Tactical urbanism, and the cycle track we didn't know was there

Allow me to wax enthusiastic for a moment.

I live in one of the city's "rough" neighbourhoods. When I tell people I live in Herongate, I get that raised-eyebrow look and an "ohhh. . . yeah. . ." Sometimes, in certain company, I say I live at "Bank and Heron" or "Heron and Alta Vista" instead, because of the "H-bomb" effect.

Allow me to dispel some of that. Yes, the landlords have been sketchy and the buildings have their problems and the pavement is cracked and falling apart. Yes, the police Guns and Gangs unit gets called out here more often than many neighbourhoods. But this neighbourhood is full of young, extended families and good people. Lots - really, most - of them are new immigrants. You can't be certain your neighbour in the elevator with you will speak English - or French. People in my building come from all over the world. A lot of them are from northern Africa and the Middle East, but you'll also hear Russian and African-accented French and Creole.

Sandalwood Park is busy in the evenings.
Summer evenings around here are great. People come outside in the evening and find places all over the neighbourhood to sit together in the cool air and talk. The kids play in Sandalwood Park till they can't see the ball anymore. Groups of men bring out folding chairs and card tables and play backgammon by the disused baseball diamond: groups of women bring out thermoses of tea and sit on the grass to talk while they keep an eye on the kids in the play structures. When it gets too dark, they go back inside. There aren't a lot of raucous parties around here.

I like this neighbourhood. The only thing I don't like is that it is shit to get around in without a car. Walking and biking and busing are awkward and uncomfortable. Herongate is hemmed in by Walkley and Heron Roads on the north and south, and Bank Street to the west. They're big, fast, four-lane streets with few crosswalks and narrow, unpleasant, cracked and uneven sidewalks. Biking is brutal: walking is no fun. Bus stops don't have shelters. Add to that the fact that many people here are living on lower incomes and car ownership is expensive. Busing is getting to be too expensive for many.
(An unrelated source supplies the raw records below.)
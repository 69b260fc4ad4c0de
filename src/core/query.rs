//! Flat query-string encoding of a [`FilterBy`]
//!
//! The remote service expects flat query parameters. Unset fields are left
//! out so the backend's match-all default applies.
//!
//! # Example
//! ```text
//! GET /api/toy/?sortBy=name&sortDir=asc
//! GET /api/toy/?txt=bear&labels=Doll&labels=Baby&inStock=true&sortBy=price&sortDir=desc
//! ```

use crate::core::error::{FieldValidationError, ValidationError};
use crate::core::filter::{FilterBy, SortBy, SortDir};
use crate::core::toy::Label;

/// Query parameters sent to the `toy` resource
#[derive(Debug, Clone, PartialEq, Default)]
pub struct ToyQuery {
    /// Name pattern, only present when non-blank
    pub txt: Option<String>,

    /// Repeated `labels` key, one entry per label
    pub labels: Vec<String>,

    /// `"true"` or `"false"`, absent for "all"
    pub in_stock: Option<String>,

    pub sort_by: Option<String>,

    pub sort_dir: Option<String>,
}

impl ToyQuery {
    /// Encode a filter, omitting everything that means "no filtering"
    pub fn from_filter(filter: &FilterBy) -> Self {
        let txt = filter.txt.trim();
        Self {
            txt: (!txt.is_empty()).then(|| txt.to_string()),
            labels: filter
                .labels
                .iter()
                .map(|label| label.as_str().to_string())
                .collect(),
            in_stock: filter.in_stock.map(|b| b.to_string()),
            sort_by: Some(filter.sort_by.as_str().to_string()),
            sort_dir: Some(filter.sort_dir.as_str().to_string()),
        }
    }

    /// Key/value pairs in wire order, ready for a URL query string
    pub fn to_pairs(&self) -> Vec<(&'static str, String)> {
        let mut pairs = Vec::new();
        if let Some(txt) = &self.txt {
            pairs.push(("txt", txt.clone()));
        }
        for label in &self.labels {
            pairs.push(("labels", label.clone()));
        }
        if let Some(in_stock) = &self.in_stock {
            pairs.push(("inStock", in_stock.clone()));
        }
        if let Some(sort_by) = &self.sort_by {
            pairs.push(("sortBy", sort_by.clone()));
        }
        if let Some(sort_dir) = &self.sort_dir {
            pairs.push(("sortDir", sort_dir.clone()));
        }
        pairs
    }

    /// Collect raw pairs from a parsed query string. Unknown keys are ignored
    /// and `labels[]` is accepted as an alias of `labels`.
    pub fn from_pairs<K, V>(pairs: impl IntoIterator<Item = (K, V)>) -> Self
    where
        K: AsRef<str>,
        V: Into<String>,
    {
        let mut query = ToyQuery::default();
        for (key, value) in pairs {
            let value = value.into();
            match key.as_ref() {
                "txt" if !value.is_empty() => query.txt = Some(value),
                "labels" | "labels[]" => query.labels.push(value),
                "inStock" => query.in_stock = Some(value),
                "sortBy" if !value.is_empty() => query.sort_by = Some(value),
                "sortDir" if !value.is_empty() => query.sort_dir = Some(value),
                _ => {}
            }
        }
        query
    }

    /// Decode back into a filter, reporting every malformed parameter
    pub fn into_filter(self) -> Result<FilterBy, ValidationError> {
        let mut errors = Vec::new();
        let mut filter = FilterBy {
            txt: self.txt.unwrap_or_default(),
            ..FilterBy::default()
        };

        for raw in &self.labels {
            match raw.parse::<Label>() {
                Ok(label) => {
                    filter.labels.insert(label);
                }
                Err(_) => errors.push(field_error("labels", format!("unknown label '{}'", raw))),
            }
        }

        filter.in_stock = match self.in_stock.as_deref() {
            None | Some("") => None,
            Some("true") => Some(true),
            Some("false") => Some(false),
            Some(other) => {
                errors.push(field_error("inStock", format!("expected true or false, got '{}'", other)));
                None
            }
        };

        if let Some(raw) = self.sort_by.as_deref() {
            match raw.parse::<SortBy>() {
                Ok(sort_by) => filter.sort_by = sort_by,
                Err(message) => errors.push(field_error("sortBy", message)),
            }
        }
        if let Some(raw) = self.sort_dir.as_deref() {
            match raw.parse::<SortDir>() {
                Ok(sort_dir) => filter.sort_dir = sort_dir,
                Err(message) => errors.push(field_error("sortDir", message)),
            }
        }

        if errors.is_empty() {
            Ok(filter)
        } else {
            Err(ValidationError::FieldErrors(errors))
        }
    }
}

fn field_error(field: &str, message: String) -> FieldValidationError {
    FieldValidationError {
        field: field.to_string(),
        message,
    }
}
//! Catalog state container
//!
//! `CatalogEngine` owns the committed filter and the rendered toy list. It
//! serializes every mutation through [`Command`]s and publishes a fresh
//! [`CatalogSnapshot`] on a `watch` channel after each one.
//!
//! Reloads are tagged with a generation number. Only the result of the most
//! recently issued reload is ever applied, so a slow response to an older
//! filter can never overwrite a newer one.

pub mod debounce;
pub mod editor;
pub mod optimistic;

pub use debounce::{DebounceState, FilterDebouncer};
pub use editor::FilterEditor;
pub use optimistic::{OptimisticRemoval, PendingRemovals};

use crate::catalog::CatalogService;
use crate::core::error::CatalogResult;
use crate::core::events::{Notification, NotificationBus};
use crate::core::filter::{FilterBy, SortBy};
use crate::core::toy::{Toy, ToyId};
use std::collections::HashSet;
use std::sync::{Mutex, MutexGuard};
use tokio::sync::watch;
use tokio_stream::wrappers::WatchStream;

/// What observers see
#[derive(Debug, Clone, PartialEq, Default)]
pub struct CatalogSnapshot {
    /// Last successfully committed filter
    pub filter: FilterBy,
    /// Toys as the adapter returned them for `filter`, minus optimistic removals
    pub toys: Vec<Toy>,
    /// A reload is in flight
    pub is_loading: bool,
}

/// Mutations accepted by the engine
#[derive(Debug, Clone)]
pub enum Command {
    /// Commit a new filter and reload under it
    SetFilter(FilterBy),
    /// Reload under the committed filter
    Reload,
    /// Sort-column click
    ToggleSort(SortBy),
    /// Optimistically remove a toy
    DeleteToy(ToyId),
    /// Create or update a toy
    SaveToy(Toy),
}

/// Result of a dispatched command
#[derive(Debug, Clone, PartialEq)]
pub enum Outcome {
    /// A reload was applied with this many toys
    Loaded { count: usize },
    /// A reload resolved after a newer one was issued and was dropped
    Discarded,
    Deleted(ToyId),
    Saved(Toy),
    /// Nothing to do (e.g. deleting a toy that is not listed)
    Noop,
}

struct EngineState {
    filter: FilterBy,
    toys: Vec<Toy>,
    /// Latest issued reload
    generation: u64,
    loading: bool,
    /// Deletes awaiting the backend
    deleting: HashSet<ToyId>,
    /// Optimistic removals from the current `toys`, dropped when a reload
    /// replaces the list
    removals: PendingRemovals,
}

pub struct CatalogEngine {
    catalog: CatalogService,
    state: Mutex<EngineState>,
    snapshot: watch::Sender<CatalogSnapshot>,
    notifications: NotificationBus,
}

impl CatalogEngine {
    pub fn new(catalog: CatalogService) -> Self {
        Self::with_filter(catalog, FilterBy::default())
    }

    /// Start with `filter` as the committed filter. Nothing is loaded until
    /// the first [`reload`](Self::reload).
    pub fn with_filter(catalog: CatalogService, filter: FilterBy) -> Self {
        let (snapshot, _) = watch::channel(CatalogSnapshot {
            filter: filter.clone(),
            toys: Vec::new(),
            is_loading: false,
        });
        Self {
            catalog,
            state: Mutex::new(EngineState {
                filter,
                toys: Vec::new(),
                generation: 0,
                loading: false,
                deleting: HashSet::new(),
                removals: PendingRemovals::new(),
            }),
            snapshot,
            notifications: NotificationBus::default(),
        }
    }

    /// Publish user notifications on a shared bus
    pub fn with_notifications(mut self, notifications: NotificationBus) -> Self {
        self.notifications = notifications;
        self
    }

    pub fn catalog(&self) -> &CatalogService {
        &self.catalog
    }

    pub fn notifications(&self) -> &NotificationBus {
        &self.notifications
    }

    pub fn snapshot(&self) -> CatalogSnapshot {
        self.snapshot.borrow().clone()
    }

    pub fn filter(&self) -> FilterBy {
        self.lock_state().filter.clone()
    }

    pub fn toys(&self) -> Vec<Toy> {
        self.lock_state().toys.clone()
    }

    pub fn subscribe(&self) -> watch::Receiver<CatalogSnapshot> {
        self.snapshot.subscribe()
    }

    /// Snapshot stream; yields the current value first
    pub fn subscribe_stream(&self) -> WatchStream<CatalogSnapshot> {
        WatchStream::new(self.snapshot.subscribe())
    }

    pub async fn dispatch(&self, command: Command) -> CatalogResult<Outcome> {
        match command {
            Command::SetFilter(filter) => self.set_filter(filter).await,
            Command::Reload => self.reload().await,
            Command::ToggleSort(field) => self.toggle_sort(field).await,
            Command::DeleteToy(id) => self.delete_toy(&id).await,
            Command::SaveToy(toy) => self.save_toy(toy).await,
        }
    }

    /// Commit `filter` and reload under it. On failure the committed
    /// filter stays what it was.
    pub async fn set_filter(&self, filter: FilterBy) -> CatalogResult<Outcome> {
        self.load(filter).await
    }

    pub async fn reload(&self) -> CatalogResult<Outcome> {
        let filter = self.filter();
        self.load(filter).await
    }

    pub async fn toggle_sort(&self, field: SortBy) -> CatalogResult<Outcome> {
        let mut filter = self.filter();
        filter.toggle_sort(field);
        self.load(filter).await
    }

    /// Remove the toy from the list right away, then ask the adapter.
    /// If the adapter fails the toy goes back where it was.
    pub async fn delete_toy(&self, id: &ToyId) -> CatalogResult<Outcome> {
        {
            let mut state = self.lock_state();
            if state.deleting.contains(id) {
                tracing::debug!(toy_id = %id, "Delete already in flight");
                return Ok(Outcome::Noop);
            }
            let EngineState { toys, removals, .. } = &mut *state;
            if removals.apply(toys, id).is_none() {
                tracing::debug!(toy_id = %id, "Delete of unlisted toy ignored");
                return Ok(Outcome::Noop);
            }
            state.deleting.insert(id.clone());
            self.publish(&state);
        }

        let result = self.catalog.remove(id).await;

        let mut state = self.lock_state();
        state.deleting.remove(id);
        match result {
            Ok(()) => {
                state.removals.commit(id);
                // A reload applied meanwhile may have listed the toy again
                let before = state.toys.len();
                state.toys.retain(|toy| toy.id.as_ref() != Some(id));
                if state.toys.len() != before {
                    self.publish(&state);
                }
                drop(state);
                tracing::info!(toy_id = %id, "Toy removed");
                self.notify(Notification::success("Toy removed"));
                Ok(Outcome::Deleted(id.clone()))
            }
            Err(err) => {
                // A reload applied meanwhile already reflects the backend
                let EngineState { toys, removals, .. } = &mut *state;
                if removals.undo(toys, id) {
                    self.publish(&state);
                }
                drop(state);
                tracing::warn!(toy_id = %id, error = %err, "Delete failed, toy restored");
                self.notify(Notification::error("Cannot remove toy", &err));
                Err(err)
            }
        }
    }

    /// Create or update through the catalog. Updated toys are replaced in
    /// place; created toys are appended.
    pub async fn save_toy(&self, toy: Toy) -> CatalogResult<Outcome> {
        let is_update = toy.is_persisted();
        match self.catalog.save(toy).await {
            Ok(saved) => {
                {
                    let mut state = self.lock_state();
                    let position = state
                        .toys
                        .iter()
                        .position(|listed| saved.id.is_some() && listed.id == saved.id);
                    match position {
                        Some(idx) => state.toys[idx] = saved.clone(),
                        None if !is_update => state.toys.push(saved.clone()),
                        None => {}
                    }
                    self.publish(&state);
                }
                let verb = if is_update { "updated" } else { "added" };
                tracing::info!(toy_id = ?saved.id, name = %saved.name, "Toy {}", verb);
                self.notify(Notification::success(format!(
                    "Toy {} (name: {})",
                    verb, saved.name
                )));
                Ok(Outcome::Saved(saved))
            }
            Err(err) => {
                let action = if is_update { "update" } else { "add" };
                tracing::warn!(error = %err, "Cannot {} toy", action);
                self.notify(Notification::error(format!("Cannot {} toy", action), &err));
                Err(err)
            }
        }
    }

    async fn load(&self, filter: FilterBy) -> CatalogResult<Outcome> {
        let generation = {
            let mut state = self.lock_state();
            state.generation += 1;
            state.loading = true;
            self.publish(&state);
            state.generation
        };

        let result = self.catalog.query(&filter).await;

        let mut state = self.lock_state();
        if generation != state.generation {
            match &result {
                Ok(toys) => tracing::debug!(
                    generation,
                    latest = state.generation,
                    count = toys.len(),
                    "Discarding stale reload"
                ),
                Err(err) => tracing::warn!(
                    generation,
                    latest = state.generation,
                    error = %err,
                    "Stale reload failed"
                ),
            }
            return Ok(Outcome::Discarded);
        }

        state.loading = false;
        match result {
            Ok(toys) => {
                let count = toys.len();
                state.filter = filter;
                state.toys = toys;
                state.removals.clear();
                self.publish(&state);
                tracing::debug!(generation, count, "Reload applied");
                Ok(Outcome::Loaded { count })
            }
            Err(err) => {
                self.publish(&state);
                drop(state);
                tracing::warn!(generation, error = %err, "Cannot load toys");
                self.notify(Notification::error("Cannot load toys", &err));
                Err(err)
            }
        }
    }

    fn publish(&self, state: &EngineState) {
        self.snapshot.send_replace(CatalogSnapshot {
            filter: state.filter.clone(),
            toys: state.toys.clone(),
            is_loading: state.loading,
        });
    }

    fn notify(&self, notification: Notification) {
        let delivered = self.notifications.publish(notification);
        if delivered == 0 {
            tracing::trace!("Notification published with no subscribers");
        }
    }

    // State is consistent between statements, so a poisoned lock is still usable
    fn lock_state(&self) -> MutexGuard<'_, EngineState> {
        self.state
            .lock()
            .unwrap_or_else(|poisoned| poisoned.into_inner())
    }
}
Enter the Healthy Transportation Coalition and their working group project. The HTC is running a program which coordinates local working groups in specific neighbourhoods to plan "pop-up projects" aimed at improving walking, biking and busing. The idea is that a temporary installation or event would give people in the neighbourhood a chance to see what's possible, and demonstrate to the city where there is a need for something permanent. I participated in a walkability audit of the area as part of the leadup to this last summer, and there have been a couple of local "sharing circle" meetings. I found out that there was a working group being put together for Herongate and came out to the first, priority-setting "dotmocracy" meeting a month ago.

Dotmocracy in action.
One thing about having these kinds of community meetings in Herongate is you need someone there who can do simultaneous translation in Arabic: half of the participants in that initial meeting didn't speak English very well. They were there in part because the president of Imam Ali (AS) Masjid, the mosque around the corner from me,  had volunteered the space in the mosque that we've been using for meetings, and had been encouraging members of the congregation to get involved. That did mean that things moved a little slower, as everything that was being explained in English had to then be translated into Arabic, but we managed, thanks to one member who volunteered to translate.

So we picked some priorities, and tonight we got together to think about what we could actually do (with limited budget and peoplepower). The start of the meeting was a little confused, what with some translation issues and a number of people who had to come late. But eventually a little band of us set off to check out Sandalwood Park, just east of Herongate, and see what we might be able to do.

The pathway through the park is one issue. It's not paved and it's not cleared in winter. It's muddy in the rain and downright dangerous when it's icy, and it's the main route through the park between the apartment buildings and the nearest grocery store.

It's also unlit, and the path ends at Sandalwood Drive, where it just runs to the curb. There's no curb cut to let people with strollers or wheelchairs access the path. There are also no signs to warn drivers that there are kids crossing the street from the apartment complex to the park.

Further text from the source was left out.